For micromanagement, I have one big counter-intuitive piece of advice: slow down.  The biggest mistake I see from newbies is that they try to go too fast and end up screwing everything up.  Go at a comfortable speed and prioritize what's most important.  Once you have a good solid technique you can speed it up as needed, but don't rush yourself.
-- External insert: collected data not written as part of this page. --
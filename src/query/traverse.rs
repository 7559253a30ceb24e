//! Depth-first and breadth-first graph walks.
//!
//! The walker owns a frontier of pending entries and a visited set of record
//! ids. Seeds are pulled from upstream in batches; each popped entry is
//! emitted, then expanded through the configured projections. Every record
//! is admitted at most once, whether or not the while-condition accepts it.

use std::collections::VecDeque;

use rustc_hash::FxHashSet;
use tracing::trace;

use crate::error::Result;
use crate::query::ast::{TraverseProjection, TraverseStatement, TraverseStrategy};
use crate::query::context::ExecutionContext;
use crate::query::expr::Condition;
use crate::query::plan::{ExecutionPlan, ExplainProp};
use crate::query::planner::{chain_timeout, SelectPlanner};
use crate::query::steps::{require_input, ExecutionStep, LimitStep};
use crate::query::stream::{self, BoxStream, TupleSource};
use crate::query::tuple::Tuple;
use crate::query::value::Value;
use crate::types::Rid;

fn rid_list(rids: &[Rid]) -> Value {
    Value::List(rids.iter().copied().map(Value::Rid).collect())
}

/// Pushes every traversable element of `value` onto `out`.
fn flatten_targets(value: Value, out: &mut Vec<Tuple>) {
    match value {
        Value::Rid(rid) => out.push(Tuple::bound(rid)),
        Value::Tuple(tuple) => out.push(*tuple),
        Value::List(items) => items.into_iter().for_each(|item| flatten_targets(item, out)),
        Value::Map(map) => map.into_values().for_each(|item| flatten_targets(item, out)),
        _ => {}
    }
}

#[derive(Clone, Debug)]
struct WalkSpec {
    projections: Vec<TraverseProjection>,
    while_condition: Option<Condition>,
    max_depth: Option<usize>,
    strategy: TraverseStrategy,
}

struct Walker {
    upstream: Option<BoxStream>,
    spec: WalkSpec,
    batch_size: usize,
    frontier: VecDeque<Tuple>,
    visited: FxHashSet<Rid>,
}

impl Walker {
    /// Marks the entry visited and decides whether it joins the frontier.
    fn admit(&mut self, entry: &Tuple, ctx: &ExecutionContext) -> Result<bool> {
        if let Some(rid) = entry.rid() {
            if !self.visited.insert(rid) {
                return Ok(false);
            }
        }
        match &self.spec.while_condition {
            Some(condition) => condition.matches(entry, ctx),
            None => Ok(true),
        }
    }

    fn refill(&mut self, ctx: &mut ExecutionContext) -> Result<()> {
        let Some(upstream) = self.upstream.as_mut() else {
            return Ok(());
        };
        let mut seeds = Vec::with_capacity(self.batch_size);
        while seeds.len() < self.batch_size {
            match upstream.try_next(ctx)? {
                Some(seed) => seeds.push(seed),
                None => {
                    upstream.close();
                    self.upstream = None;
                    break;
                }
            }
        }
        for seed in seeds {
            let path: Vec<Rid> = seed.rid().into_iter().collect();
            let entry = seed
                .with_metadata("$depth", 0)
                .with_metadata("$path", rid_list(&path))
                .with_metadata("$stack", rid_list(&path));
            if self.admit(&entry, ctx)? {
                self.frontier.push_back(entry);
            }
        }
        Ok(())
    }

    fn children(&self, entry: &Tuple, ctx: &ExecutionContext) -> Result<Vec<Tuple>> {
        let mut out = Vec::new();
        for projection in &self.spec.projections {
            match projection {
                TraverseProjection::Edges(direction, labels) => {
                    if let Some(rid) = entry.rid() {
                        let neighbors = ctx.database().records().neighbors(rid, *direction, labels)?;
                        out.extend(neighbors.into_iter().map(Tuple::bound));
                    }
                }
                TraverseProjection::Expr(expr) => flatten_targets(expr.eval(entry, ctx)?, &mut out),
            }
        }
        Ok(out)
    }

    fn expand(&mut self, entry: &Tuple, ctx: &ExecutionContext) -> Result<()> {
        let depth = entry.depth().unwrap_or(0);
        if self
            .spec
            .max_depth
            .is_some_and(|max| depth >= i64::try_from(max).unwrap_or(i64::MAX))
        {
            return Ok(());
        }
        let path = entry.path();
        let stack = match entry.metadata("$stack") {
            Some(Value::List(items)) => items.iter().filter_map(Value::as_rid).collect(),
            _ => Vec::new(),
        };
        let mut admitted = Vec::new();
        for child in self.children(entry, ctx)? {
            let mut child_path = path.clone();
            let mut child_stack: Vec<Rid> = Vec::with_capacity(stack.len() + 1);
            if let Some(rid) = child.rid() {
                child_path.push(rid);
                child_stack.push(rid);
            }
            child_stack.extend(stack.iter().copied());
            let child = child
                .with_metadata("$depth", depth + 1)
                .with_metadata("$path", rid_list(&child_path))
                .with_metadata("$stack", rid_list(&child_stack));
            if self.admit(&child, ctx)? {
                admitted.push(child);
            }
        }
        match self.spec.strategy {
            TraverseStrategy::DepthFirst => {
                for child in admitted.into_iter().rev() {
                    self.frontier.push_front(child);
                }
            }
            TraverseStrategy::BreadthFirst => self.frontier.extend(admitted),
        }
        Ok(())
    }
}

impl TupleSource for Walker {
    fn produce(&mut self, ctx: &mut ExecutionContext) -> Result<Option<Tuple>> {
        if self.frontier.is_empty() {
            self.refill(ctx)?;
        }
        let Some(entry) = self.frontier.pop_front() else {
            return Ok(None);
        };
        self.expand(&entry, ctx)?;
        Ok(Some(entry))
    }

    fn release(&mut self) {
        if let Some(mut upstream) = self.upstream.take() {
            upstream.close();
        }
        self.frontier.clear();
        trace!(visited = self.visited.len(), "traverse.closed");
    }
}

/// Walks the graph from the upstream seed records.
///
/// Each emitted tuple carries `$depth`, `$path` (record ids from the seed)
/// and `$stack` (the same ids, newest first) as metadata.
#[derive(Clone, Debug)]
pub struct TraverseStep {
    spec: WalkSpec,
}

impl TraverseStep {
    /// Depth-first walk following `projections`.
    pub fn depth_first(projections: Vec<TraverseProjection>) -> Self {
        Self::with_strategy(projections, TraverseStrategy::DepthFirst)
    }

    /// Breadth-first walk following `projections`.
    pub fn breadth_first(projections: Vec<TraverseProjection>) -> Self {
        Self::with_strategy(projections, TraverseStrategy::BreadthFirst)
    }

    fn with_strategy(projections: Vec<TraverseProjection>, strategy: TraverseStrategy) -> Self {
        Self {
            spec: WalkSpec {
                projections,
                while_condition: None,
                max_depth: None,
                strategy,
            },
        }
    }

    /// Only records matching `condition` are emitted and expanded.
    pub fn with_while(mut self, condition: Condition) -> Self {
        self.spec.while_condition = Some(condition);
        self
    }

    /// Records at `depth` are emitted but not expanded.
    pub fn with_max_depth(mut self, depth: usize) -> Self {
        self.spec.max_depth = Some(depth);
        self
    }
}

impl ExecutionStep for TraverseStep {
    fn name(&self) -> &'static str {
        match self.spec.strategy {
            TraverseStrategy::DepthFirst => "DEPTH-FIRST TRAVERSE",
            TraverseStrategy::BreadthFirst => "BREADTH-FIRST TRAVERSE",
        }
    }

    fn start(&self, input: Option<BoxStream>, ctx: &mut ExecutionContext) -> Result<BoxStream> {
        let upstream = require_input(input, self.name())?;
        Ok(stream::from_source(Walker {
            upstream: Some(upstream),
            spec: self.spec.clone(),
            batch_size: ctx.config().traverse_batch_size.max(1),
            frontier: VecDeque::new(),
            visited: FxHashSet::default(),
        }))
    }

    fn explain_props(&self) -> Vec<ExplainProp> {
        let projections: Vec<String> = self.spec.projections.iter().map(ToString::to_string).collect();
        let mut props = vec![ExplainProp::plain("projections", projections.join(", "))];
        if let Some(condition) = &self.spec.while_condition {
            props.push(ExplainProp::literal("while", condition.to_string()));
        }
        if let Some(depth) = self.spec.max_depth {
            props.push(ExplainProp::plain("max_depth", depth.to_string()));
        }
        props
    }

    fn copy(&self) -> Box<dyn ExecutionStep> {
        Box::new(self.clone())
    }
}

/// Plans TRAVERSE statements: seed fetch, walk, limit, timeout.
#[derive(Debug, Default)]
pub struct TraversePlanner;

impl TraversePlanner {
    /// Builds the plan of `statement`.
    pub fn create_plan(statement: &TraverseStatement, ctx: &ExecutionContext) -> Result<ExecutionPlan> {
        let mut plan = SelectPlanner::target_plan(&statement.target, ctx)?;
        let mut walk = TraverseStep::with_strategy(statement.projections.clone(), statement.strategy);
        if let Some(condition) = &statement.while_condition {
            walk = walk.with_while(condition.clone());
        }
        if let Some(depth) = statement.max_depth {
            walk = walk.with_max_depth(depth);
        }
        plan.chain(walk);
        if let Some(limit) = statement.limit {
            plan.chain(LimitStep::new(limit));
        }
        chain_timeout(&mut plan, None, ctx);
        Ok(plan)
    }
}

#[cfg(test)]
mod tests {
    use super::*;
    use crate::query::expr::Expr;
    use crate::query::steps::FetchFromRidsStep;
    use crate::storage::MemoryDatabase;

    #[test]
    fn depth_first_goes_deep_before_wide() -> Result<()> {
        let db = MemoryDatabase::new();
        db.create_type("V", &[])?;
        let root = db.insert("V", [("n", "root")])?;
        let a = db.insert("V", [("n", "a")])?;
        let b = db.insert("V", [("n", "b")])?;
        let a1 = db.insert("V", [("n", "a1")])?;
        db.add_edge(root, "e", a)?;
        db.add_edge(root, "e", b)?;
        db.add_edge(a, "e", a1)?;
        let mut ctx = ExecutionContext::new(db.database());
        let mut plan = ExecutionPlan::new();
        plan.chain(FetchFromRidsStep::new(vec![root]));
        plan.chain(TraverseStep::depth_first(vec![TraverseProjection::out(["e"])]));
        let rows = plan.execute(&mut ctx)?.into_vec()?;
        let order: Vec<_> = rows.iter().filter_map(Tuple::rid).collect();
        assert_eq!(order, vec![root, a, a1, b]);
        assert_eq!(rows[2].path(), vec![root, a, a1]);
        assert_eq!(
            rows[2].metadata("$stack"),
            Some(&Value::List(vec![Value::Rid(a1), Value::Rid(a), Value::Rid(root)]))
        );
        Ok(())
    }

    #[test]
    fn while_condition_blocks_but_still_marks_visited() -> Result<()> {
        let db = MemoryDatabase::new();
        db.create_type("V", &[])?;
        let root = db.insert("V", [("ok", true)])?;
        let blocked = db.insert("V", [("ok", false)])?;
        db.add_edge(root, "e", blocked)?;
        db.add_edge(blocked, "e", root)?;
        let mut ctx = ExecutionContext::new(db.database());
        let mut plan = ExecutionPlan::new();
        plan.chain(FetchFromRidsStep::new(vec![root, blocked]));
        plan.chain(
            TraverseStep::breadth_first(vec![TraverseProjection::out(["e"])])
                .with_while(Condition::eq("ok", true)),
        );
        let rows = plan.execute(&mut ctx)?.into_vec()?;
        assert_eq!(rows.len(), 1);
        assert_eq!(rows[0].rid(), Some(root));
        Ok(())
    }

    #[test]
    fn link_expressions_are_followed() -> Result<()> {
        let db = MemoryDatabase::new();
        db.create_type("Doc", &[])?;
        let leaf = db.insert("Doc", [("n", Value::Int(2))])?;
        let mid = db.insert("Doc", [("children", Value::List(vec![Value::Rid(leaf)]))])?;
        let top = db.insert("Doc", [("parent", Value::Null), ("children", Value::Rid(mid))])?;
        let mut ctx = ExecutionContext::new(db.database());
        let mut plan = ExecutionPlan::new();
        plan.chain(FetchFromRidsStep::new(vec![top]));
        plan.chain(
            TraverseStep::breadth_first(vec![TraverseProjection::Expr(Expr::prop("children"))])
                .with_max_depth(1),
        );
        let rows = plan.execute(&mut ctx)?.into_vec()?;
        let depths: Vec<_> = rows.iter().map(|r| (r.rid(), r.depth())).collect();
        assert_eq!(depths, vec![(Some(top), Some(0)), (Some(mid), Some(1))]);
        Ok(())
    }
}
For tactics, Sins doesn't actually have that many.  Most revolve around timing and placement of special abilities.  Units turn very slowly, making it quite difficult to outmaneuver an enemy in battle.  Pretty much the only units that you can do advanced tactics with are flaks and strike craft, because the former can fire in all directions (and doesn't need to face the enemy) and the latter is so blazing fast. 

There are a couple pieces of advice I can give on this account though:

  • Keep fighters away from enemy flaks.  Try to lure enemy fighters (by moving your bombers) towards your flaks.
  • Keep your fleet reasonably tight.  There are very few (offensive) abilities in the game which are area of effect, so there's little reason to spread out, especially if that leaves some of your units vulnerable.
  • Keep as many abilities as you can manage (particularly capital ship) off autocast.  You want to aim them strategically to maximize their effect and to conserve antimatter as needed.
  • Watch your capital ship health, and learn to retreat it before it starts taking serious damage.  Often times you have to begin your retreat before your shields are even depleted if you want to survive.
  • Notice if your enemy has vulnerable units (such as carriers) that are not being guarded and send a strike force (light frigates against carriers) to take them out.
  • Destroy enemy construction frigates the moment you attack a gravity well.  The last thing you need is a repair bay to build mid-fight.
Reply #3 Top

use the z-axis; there's a whole dimension of movement that most players don't use.

Reply #4 Top

Yeah good point, didn't mean to mention tactics like that :P  I've seen people use a cap to go alongside another cap like I think the Kol or which ever one fires forward, by going to its side and just moving around in circles [the other ship was a broadside attack so was actually dealing higher damage then if it went head on] or so I believe o..o

 

Good tips there Darvin, and as for the z axis I know you have to assign it a key but how do you use it ? I pressed the key and nothing changed, I was expecting it to move vertically when you move the move cursor but nothing happened heh.

 

I've seen people instead of targetting units leaving a GW to instead follow them with a move order, they attack as they shoot and manage to keep up with them properly and kill them :D For me I am extremely effecient with micro, been doing it in many games for a long time, its just a case of knowing what to do in this heh. A question I have is it always best to focus fire on caps despite mitigation OR to kill smaller ships quickly to lvl up one's own capital faster ? cheers =)

 

 

Reply #5 Top

A question I have is it always best to focus fire on caps despite mitigation OR to kill smaller ships quickly to lvl up one's own capital faster ?

Always a tough question.  For me, the question I need to ask myself before I focus on a capital ship is: can I make it count?  If it's going to get away, then I probably won't bother focusing on it. 

A good example was when I was fighting for a volcanic the other day.   I completely ignored my enemy's Marza for about ten minutes of fighting, focusing instead on his support units.  Suddenly, all my units converged on the Marza and began focus fire.  He decided to make a hasty retreat, but had under-estimated my little trap.  He managed to jump out with about 200 hull remaining, only to run into about a dozen LRM's in the next gravity well that finished him off.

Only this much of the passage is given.